Die Unabhängigkeitsbewegung hatte allerdings erneut dazu aufgerufen, sich nicht provozieren zu lassen. In einer Regierungserklärung hatte Puigdemont am Samstag erklärt, dass man nun "Geduld, Ausdauer und Perspektive" benötige. Gegen die Zwangsmaßnahmen über § 155 sowie gegen Repression und Drohungen habe man stets friedfertig geantwortet.

"Wir haben nicht die Macht der Gewalt und wollen sie auch nicht", rief er alle dazu auf, an der absoluten Friedfertigkeit festzuhalten.
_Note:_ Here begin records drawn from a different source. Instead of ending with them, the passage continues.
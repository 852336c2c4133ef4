// SPDX-License-Identifier: MIT
// Copyright (c) 2026 Alfred Jean LLC

//! Session controller: registers routes and binds them to a transport.
//!
//! Routes may be registered before or after [`Quartz::start`]. Registrations
//! are kept in order and replayed onto a fresh transport every time the
//! session starts, so a `stop`/`start` cycle keeps every route working.
//!
//! ```ignore
//! let mut quartz = Quartz::new(Options::default());
//! quartz
//!     .get("/users", |res| {
//!         res.send(serde_json::json!([{ "id": 1 }]));
//!     })
//!     .start();
//! ```

use crate::config::{Options, QuartzConfig};
use crate::error::QuartzError;
use crate::logger::Logger;
use crate::response::ResponseContext;
use crate::route::{normalize_verb, Handler, Registration, Route, RouteRegistry};
use crate::transport::{FakeTransport, InterceptedRequest, ReplyCallback, Transport};
use http::Method;
use parking_lot::RwLock;
use std::sync::Arc;

/// Fake server session over a transport `T`
pub struct Quartz<T: Transport = FakeTransport> {
    options: Options,
    logger: Logger,
    registry: Arc<RwLock<RouteRegistry>>,
    transport: Option<T>,
}

impl Quartz<FakeTransport> {
    /// Session over the in-memory [`FakeTransport`]
    pub fn new(options: Options) -> Self {
        Self::with_transport(options)
    }

    /// Session configured from a config file, fixtures registered
    pub fn from_config(config: &QuartzConfig) -> Result<Self, QuartzError> {
        config.validate()?;
        let mut quartz = Self::new(Options::from_config(config));
        quartz.register_fixtures(config)?;
        Ok(quartz)
    }
}

impl Default for Quartz<FakeTransport> {
    fn default() -> Self {
        Self::new(Options::default())
    }
}

impl<T: Transport> Quartz<T> {
    /// Session over any transport; it is created on [`start`](Self::start)
    pub fn with_transport(options: Options) -> Self {
        let logger = options.logger();
        Self {
            options,
            logger,
            registry: Arc::new(RwLock::new(RouteRegistry::new())),
            transport: None,
        }
    }

    /// Create the transport and attach every registered route
    pub fn start(&mut self) -> &mut Self {
        if self.transport.is_some() {
            self.logger
                .warn(format_args!("start called while already started; ignoring"));
            return self;
        }

        let mut transport = T::create(self.options.clock.clone());
        transport.set_auto_respond_after(self.options.latency);

        let registry = Arc::clone(&self.registry);
        let logger = self.logger.clone();
        transport.set_filter(Arc::new(move |method: &Method, url: &str| {
            let handled = registry.read().exists(url, Some(method.as_str()));
            if !handled {
                logger.debug(format_args!("no route for {} {}; passing through", method, url));
            }
            !handled
        }));

        if let Some(hook) = &self.options.on_create {
            transport.set_on_create(Arc::clone(hook));
        }

        let registrations: Vec<Registration> = self.registry.read().iter().cloned().collect();
        for registration in &registrations {
            let callback = self.responder(registration);
            transport.respond_with(
                registration.verb.clone(),
                registration.route.clone(),
                callback,
            );
        }

        self.transport = Some(transport);
        self.logger.info(format_args!(
            "started with {} route(s), latency {}ms",
            registrations.len(),
            self.options.latency.as_millis()
        ));
        self
    }

    pub fn listen(&mut self) -> &mut Self {
        self.start()
    }

    pub fn init(&mut self) -> &mut Self {
        self.start()
    }

    /// Restore and drop the transport; registrations are kept
    pub fn stop(&mut self) -> &mut Self {
        match self.transport.take() {
            Some(mut transport) => {
                transport.restore();
                self.logger.info(format_args!("stopped"));
            }
            None => {
                self.logger
                    .warn(format_args!("stop called while not started; ignoring"));
            }
        }
        self
    }

    pub fn close(&mut self) -> &mut Self {
        self.stop()
    }

    pub fn shutdown(&mut self) -> &mut Self {
        self.stop()
    }

    /// Stop if running, then start with every registration reattached
    pub fn restart(&mut self) -> &mut Self {
        if self.transport.is_some() {
            self.stop();
        }
        self.start()
    }

    pub fn is_started(&self) -> bool {
        self.transport.is_some()
    }

    /// Register a handler for `verb` (any verb when `None`).
    ///
    /// The verb is uppercased; strings that are not valid HTTP method tokens
    /// are rejected.
    pub fn on<R, F>(
        &mut self,
        verb: Option<&str>,
        route: R,
        handler: F,
    ) -> Result<&mut Self, QuartzError>
    where
        R: Into<Route>,
        F: Fn(&mut ResponseContext<'_>) + Send + Sync + 'static,
    {
        let verb = verb.map(normalize_verb).transpose()?;
        Ok(self.register(verb, route.into(), Arc::new(handler)))
    }

    /// Append a registration, binding it right away when started
    pub fn register(&mut self, verb: Option<Method>, route: Route, handler: Handler) -> &mut Self {
        let registration = Registration::new(verb, route, handler);
        self.logger
            .debug(format_args!("registered {}", registration.label()));

        if self.transport.is_some() {
            let callback = self.responder(&registration);
            if let Some(transport) = self.transport.as_mut() {
                transport.respond_with(
                    registration.verb.clone(),
                    registration.route.clone(),
                    callback,
                );
            }
        }

        self.registry.write().register(registration);
        self
    }

    /// Register every fixture in `config`, in order
    pub fn register_fixtures(&mut self, config: &QuartzConfig) -> Result<&mut Self, QuartzError> {
        let source = if config.name.is_empty() {
            "config"
        } else {
            config.name.as_str()
        };
        self.logger.info(format_args!(
            "registering {} fixture route(s) from {}",
            config.routes.len(),
            source
        ));
        for fixture in &config.routes {
            let registration = fixture.compile()?;
            self.register(registration.verb, registration.route, registration.handler);
        }
        Ok(self)
    }

    pub fn all<R, F>(&mut self, route: R, handler: F) -> &mut Self
    where
        R: Into<Route>,
        F: Fn(&mut ResponseContext<'_>) + Send + Sync + 'static,
    {
        self.register(None, route.into(), Arc::new(handler))
    }

    pub fn opts<R, F>(&mut self, route: R, handler: F) -> &mut Self
    where
        R: Into<Route>,
        F: Fn(&mut ResponseContext<'_>) + Send + Sync + 'static,
    {
        self.register(Some(Method::OPTIONS), route.into(), Arc::new(handler))
    }

    pub fn head<R, F>(&mut self, route: R, handler: F) -> &mut Self
    where
        R: Into<Route>,
        F: Fn(&mut ResponseContext<'_>) + Send + Sync + 'static,
    {
        self.register(Some(Method::HEAD), route.into(), Arc::new(handler))
    }

    pub fn get<R, F>(&mut self, route: R, handler: F) -> &mut Self
    where
        R: Into<Route>,
        F: Fn(&mut ResponseContext<'_>) + Send + Sync + 'static,
    {
        self.register(Some(Method::GET), route.into(), Arc::new(handler))
    }

    pub fn post<R, F>(&mut self, route: R, handler: F) -> &mut Self
    where
        R: Into<Route>,
        F: Fn(&mut ResponseContext<'_>) + Send + Sync + 'static,
    {
        self.register(Some(Method::POST), route.into(), Arc::new(handler))
    }

    pub fn put<R, F>(&mut self, route: R, handler: F) -> &mut Self
    where
        R: Into<Route>,
        F: Fn(&mut ResponseContext<'_>) + Send + Sync + 'static,
    {
        self.register(Some(Method::PUT), route.into(), Arc::new(handler))
    }

    pub fn del<R, F>(&mut self, route: R, handler: F) -> &mut Self
    where
        R: Into<Route>,
        F: Fn(&mut ResponseContext<'_>) + Send + Sync + 'static,
    {
        self.register(Some(Method::DELETE), route.into(), Arc::new(handler))
    }

    /// Whether a registered route covers `url` for `verb` (any verb when `None`)
    pub fn handler_exists(&self, url: &str, verb: Option<&str>) -> bool {
        self.registry.read().exists(url, verb)
    }

    /// Number of registrations, bound or buffered
    pub fn route_count(&self) -> usize {
        self.registry.read().len()
    }

    /// The running transport, `None` while stopped
    pub fn transport(&self) -> Option<&T> {
        self.transport.as_ref()
    }

    pub fn transport_mut(&mut self) -> Option<&mut T> {
        self.transport.as_mut()
    }

    pub fn options(&self) -> &Options {
        &self.options
    }

    pub fn logger(&self) -> &Logger {
        &self.logger
    }

    /// Transport callback: shape the reply helpers, then run the handler
    fn responder(&self, registration: &Registration) -> ReplyCallback {
        let handler = Arc::clone(&registration.handler);
        let parser = self.options.query_parser();
        let default_status = self.options.default_status_code;
        let logger = self.logger.clone();
        let label = registration.label();

        Arc::new(move |request: &mut InterceptedRequest| {
            logger.info(format_args!(
                "{} {} matched {}",
                request.method(),
                request.url(),
                label
            ));
            let query = (parser)(request.url());
            let mut res = ResponseContext::new(request, default_status, query, &logger);
            (handler)(&mut res);
            if !res.is_sent() {
                logger.warn(format_args!("handler for {} did not reply", label));
            }
        })
    }
}

impl<T: Transport> Drop for Quartz<T> {
    fn drop(&mut self) {
        if let Some(mut transport) = self.transport.take() {
            transport.restore();
        }
    }
}

impl<T: Transport> std::fmt::Debug for Quartz<T> {
    fn fmt(&self, f: &mut std::fmt::Formatter<'_>) -> std::fmt::Result {
        f.debug_struct("Quartz")
            .field("started", &self.is_started())
            .field("routes", &self.route_count())
            .field("options", &self.options)
            .finish_non_exhaustive()
    }
}

#[cfg(test)]
#[path = "session_tests.rs"]
mod tests;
Er appelierte an eine "demokratische Opposition". "Wir wissen, dass es hart werden wird", sagte er in einer Regierungserklärung, aber man habe sich seit Wochen auf diese Situation vorbereitet.

Sein ebenfalls offiziell abgesetzter Stellvertreter und Wirtschaftsminister stellte die Bevölkerung im Kampf um die Durchsetzung der Republik ebenfalls auf eine "langen und steilen Weg" ein und forderte eine gemeinsame Strategie in der auch Kreise über die Unabhängigkeitsbewegung hinaus einbezogen werden müssten.

"In den nächsten Tagen werden wir Entscheidungen treffen müssen, die nicht immer leicht zu verstehen sein werden", schrieb er in einem Beitrag für die Zeitung El Punt Avui. Er machte klar, dass Spanien alles tun werde, um den Prozess zum Scheitern zu bringen.